Exercise goal :: A word-for-word transcription of the data below is required.

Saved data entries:
++++++
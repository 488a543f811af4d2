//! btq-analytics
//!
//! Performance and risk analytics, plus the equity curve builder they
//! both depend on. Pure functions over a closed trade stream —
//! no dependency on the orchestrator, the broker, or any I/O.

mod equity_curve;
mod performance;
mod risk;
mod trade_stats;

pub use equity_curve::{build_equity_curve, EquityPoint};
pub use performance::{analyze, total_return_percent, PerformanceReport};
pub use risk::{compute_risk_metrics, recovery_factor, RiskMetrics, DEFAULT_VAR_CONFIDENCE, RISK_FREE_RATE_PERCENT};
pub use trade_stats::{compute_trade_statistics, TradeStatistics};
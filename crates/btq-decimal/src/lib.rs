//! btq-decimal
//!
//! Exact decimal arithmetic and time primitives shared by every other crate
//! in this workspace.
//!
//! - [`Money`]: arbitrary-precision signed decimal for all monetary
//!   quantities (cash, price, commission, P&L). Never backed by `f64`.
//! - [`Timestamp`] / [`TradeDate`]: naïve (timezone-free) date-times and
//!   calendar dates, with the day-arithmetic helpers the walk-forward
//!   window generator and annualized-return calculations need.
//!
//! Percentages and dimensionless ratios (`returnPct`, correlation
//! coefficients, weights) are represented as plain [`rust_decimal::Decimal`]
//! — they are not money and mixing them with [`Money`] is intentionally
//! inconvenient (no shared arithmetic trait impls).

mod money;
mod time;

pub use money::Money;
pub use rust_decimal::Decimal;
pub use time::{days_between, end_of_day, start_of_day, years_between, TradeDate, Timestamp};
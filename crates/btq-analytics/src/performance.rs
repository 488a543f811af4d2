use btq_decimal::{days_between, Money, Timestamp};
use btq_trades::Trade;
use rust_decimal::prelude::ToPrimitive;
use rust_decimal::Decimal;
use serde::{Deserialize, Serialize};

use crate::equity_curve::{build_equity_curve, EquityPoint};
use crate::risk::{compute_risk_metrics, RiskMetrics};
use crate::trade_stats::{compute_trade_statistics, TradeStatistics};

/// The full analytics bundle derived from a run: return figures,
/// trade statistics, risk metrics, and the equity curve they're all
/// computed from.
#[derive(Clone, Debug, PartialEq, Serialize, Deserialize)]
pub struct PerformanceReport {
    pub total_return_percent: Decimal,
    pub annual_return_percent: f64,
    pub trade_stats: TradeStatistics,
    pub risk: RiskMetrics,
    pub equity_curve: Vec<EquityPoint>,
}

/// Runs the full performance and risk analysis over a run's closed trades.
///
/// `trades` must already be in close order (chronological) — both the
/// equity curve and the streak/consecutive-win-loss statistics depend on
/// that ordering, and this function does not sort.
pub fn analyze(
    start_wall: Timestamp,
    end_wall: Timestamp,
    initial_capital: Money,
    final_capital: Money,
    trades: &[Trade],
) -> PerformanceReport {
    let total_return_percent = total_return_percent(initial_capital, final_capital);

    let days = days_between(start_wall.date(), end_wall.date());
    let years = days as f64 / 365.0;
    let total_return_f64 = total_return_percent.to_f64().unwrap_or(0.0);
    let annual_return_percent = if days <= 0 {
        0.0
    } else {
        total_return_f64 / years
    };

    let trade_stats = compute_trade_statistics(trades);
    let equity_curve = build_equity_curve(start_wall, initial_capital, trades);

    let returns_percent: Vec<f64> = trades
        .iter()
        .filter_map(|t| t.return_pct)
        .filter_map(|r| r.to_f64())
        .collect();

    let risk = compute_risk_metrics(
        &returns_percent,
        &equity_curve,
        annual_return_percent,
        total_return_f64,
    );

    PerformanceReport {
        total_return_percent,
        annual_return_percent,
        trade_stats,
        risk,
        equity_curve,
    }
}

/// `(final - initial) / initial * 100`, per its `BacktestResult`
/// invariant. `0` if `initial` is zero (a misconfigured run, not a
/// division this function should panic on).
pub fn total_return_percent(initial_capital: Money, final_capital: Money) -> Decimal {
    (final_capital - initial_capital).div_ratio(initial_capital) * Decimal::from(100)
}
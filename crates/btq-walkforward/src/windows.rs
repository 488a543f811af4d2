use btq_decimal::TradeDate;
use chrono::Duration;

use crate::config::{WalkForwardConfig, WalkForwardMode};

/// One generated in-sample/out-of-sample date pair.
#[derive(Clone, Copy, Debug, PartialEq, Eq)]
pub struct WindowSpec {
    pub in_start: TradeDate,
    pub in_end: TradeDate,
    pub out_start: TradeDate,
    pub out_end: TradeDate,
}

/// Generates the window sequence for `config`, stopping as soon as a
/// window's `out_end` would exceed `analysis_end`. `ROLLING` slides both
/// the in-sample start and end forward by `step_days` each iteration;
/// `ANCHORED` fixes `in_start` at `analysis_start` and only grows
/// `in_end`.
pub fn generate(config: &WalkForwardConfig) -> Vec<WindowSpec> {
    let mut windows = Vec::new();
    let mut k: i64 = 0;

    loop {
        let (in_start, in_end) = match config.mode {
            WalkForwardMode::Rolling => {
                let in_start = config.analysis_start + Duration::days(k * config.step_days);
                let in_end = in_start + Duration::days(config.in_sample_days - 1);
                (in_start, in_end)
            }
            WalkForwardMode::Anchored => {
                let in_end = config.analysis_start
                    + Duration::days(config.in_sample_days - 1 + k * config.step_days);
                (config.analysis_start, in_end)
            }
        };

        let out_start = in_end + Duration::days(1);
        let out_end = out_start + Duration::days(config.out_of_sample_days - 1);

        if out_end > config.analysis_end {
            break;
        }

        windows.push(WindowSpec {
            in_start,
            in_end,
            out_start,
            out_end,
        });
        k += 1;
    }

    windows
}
++++++
Exercise result ::
repository 488a543f811af4d2
//! btq-analytics
//!
//! Performance and risk analytics, plus the equity curve builder they
//! both depend on. Pure functions over a closed trade stream —
//! no dependency on the orchestrator, the broker, or any I/O.

mod equity_curve;
mod performance;
mod risk;
mod trade_stats;

pub use equity_curve::{build_equity_curve, EquityPoint};
pub use performance::{analyze, total_return_percent, PerformanceReport};
pub use risk::{compute_risk_metrics, recovery_factor, RiskMetrics, DEFAULT_VAR_CONFIDENCE, RISK_FREE_RATE_PERCENT};
pub use trade_stats::{compute_trade_statistics, TradeStatistics};
filename crates/btq-decimal/src/lib.rs
//! btq-decimal
//!
//! Exact decimal arithmetic and time primitives shared by every other crate
//! in this workspace.
//!
//! - [`Money`]: arbitrary-precision signed decimal for all monetary
//!   quantities (cash, price, commission, P&L). Never backed by `f64`.
//! - [`Timestamp`] / [`TradeDate`]: naïve (timezone-free) date-times and
//!   calendar dates, with the day-arithmetic helpers the walk-forward
//!   window generator and annualized-return calculations need.
//!
//! Percentages and dimensionless ratios (`returnPct`, correlation
//! coefficients, weights) are represented as plain [`rust_decimal::Decimal`]
//! — they are not money and mixing them with [`Money`] is intentionally
//! inconvenient (no shared arithmetic trait impls).

mod money;
mod time;

pub use money::Money;
pub use rust_decimal::Decimal;
pub use time::{days_between, end_of_day, start_of_day, years_between, TradeDate, Timestamp};
filename crates/btq-analytics/src/performance.rs
repository 488a543f811af4d2
use btq_decimal::{days_between, Money, Timestamp};
use btq_trades::Trade;
use rust_decimal::prelude::ToPrimitive;
use rust_decimal::Decimal;
use serde::{Deserialize, Serialize};

use crate::equity_curve::{build_equity_curve, EquityPoint};
use crate::risk::{compute_risk_metrics, RiskMetrics};
use crate::trade_stats::{compute_trade_statistics, TradeStatistics};

/// The full analytics bundle derived from a run: return figures,
/// trade statistics, risk metrics, and the equity curve they're all
/// computed from.
#[derive(Clone, Debug, PartialEq, Serialize, Deserialize)]
pub struct PerformanceReport {
    pub total_return_percent: Decimal,
    pub annual_return_percent: f64,
    pub trade_stats: TradeStatistics,
    pub risk: RiskMetrics,
    pub equity_curve: Vec<EquityPoint>,
}

/// Runs the full performance and risk analysis over a run's closed trades.
///
/// `trades` must already be in close order (chronological) — both the
/// equity curve and the streak/consecutive-win-loss statistics depend on
/// that ordering, and this function does not sort.
pub fn analyze(
    start_wall: Timestamp,
    end_wall: Timestamp,
    initial_capital: Money,
    final_capital: Money,
    trades: &[Trade],
) -> PerformanceReport {
    let total_return_percent = total_return_percent(initial_capital, final_capital);

    let days = days_between(start_wall.date(), end_wall.date());
    let years = days as f64 / 365.0;
    let total_return_f64 = total_return_percent.to_f64().unwrap_or(0.0);
    let annual_return_percent = if days <= 0 {
        0.0
    } else {
        total_return_f64 / years
    };

    let trade_stats = compute_trade_statistics(trades);
    let equity_curve = build_equity_curve(start_wall, initial_capital, trades);

    let returns_percent: Vec<f64> = trades
        .iter()
        .filter_map(|t| t.return_pct)
        .filter_map(|r| r.to_f64())
        .collect();

    let risk = compute_risk_metrics(
        &returns_percent,
        &equity_curve,
        annual_return_percent,
        total_return_f64,
    );

    PerformanceReport {
        total_return_percent,
        annual_return_percent,
        trade_stats,
        risk,
        equity_curve,
    }
}

/// `(final - initial) / initial * 100`, per its `BacktestResult`
/// invariant. `0` if `initial` is zero (a misconfigured run, not a
/// division this function should panic on).
pub fn total_return_percent(initial_capital: Money, final_capital: Money) -> Decimal {
    (final_capital - initial_capital).div_ratio(initial_capital) * Decimal::from(100)
}
filename crates/btq-walkforward/src/windows.rs
repository 488a543f811af4d2
use btq_decimal::TradeDate;
use chrono::Duration;

use crate::config::{WalkForwardConfig, WalkForwardMode};

/// One generated in-sample/out-of-sample date pair.
#[derive(Clone, Copy, Debug, PartialEq, Eq)]
pub struct WindowSpec {
    pub in_start: TradeDate,
    pub in_end: TradeDate,
    pub out_start: TradeDate,
    pub out_end: TradeDate,
}

/// Generates the window sequence for `config`, stopping as soon as a
/// window's `out_end` would exceed `analysis_end`. `ROLLING` slides both
/// the in-sample start and end forward by `step_days` each iteration;
/// `ANCHORED` fixes `in_start` at `analysis_start` and only grows
/// `in_end`.
pub fn generate(config: &WalkForwardConfig) -> Vec<WindowSpec> {
    let mut windows = Vec::new();
    let mut k: i64 = 0;

    loop {
        let (in_start, in_end) = match config.mode {
            WalkForwardMode::Rolling => {
                let in_start = config.analysis_start + Duration::days(k * config.step_days);
                let in_end = in_start + Duration::days(config.in_sample_days - 1);
                (in_start, in_end)
            }
            WalkForwardMode::Anchored => {
                let in_end = config.analysis_start
                    + Duration::days(config.in_sample_days - 1 + k * config.step_days);
                (config.analysis_start, in_end)
            }
        };

        let out_start = in_end + Duration::days(1);
        let out_end = out_start + Duration::days(config.out_of_sample_days - 1);

        if out_end > config.analysis_end {
            break;
        }

        windows.push(WindowSpec {
            in_start,
            in_end,
            out_start,
            out_end,
        });
        k += 1;
    }

    windows
}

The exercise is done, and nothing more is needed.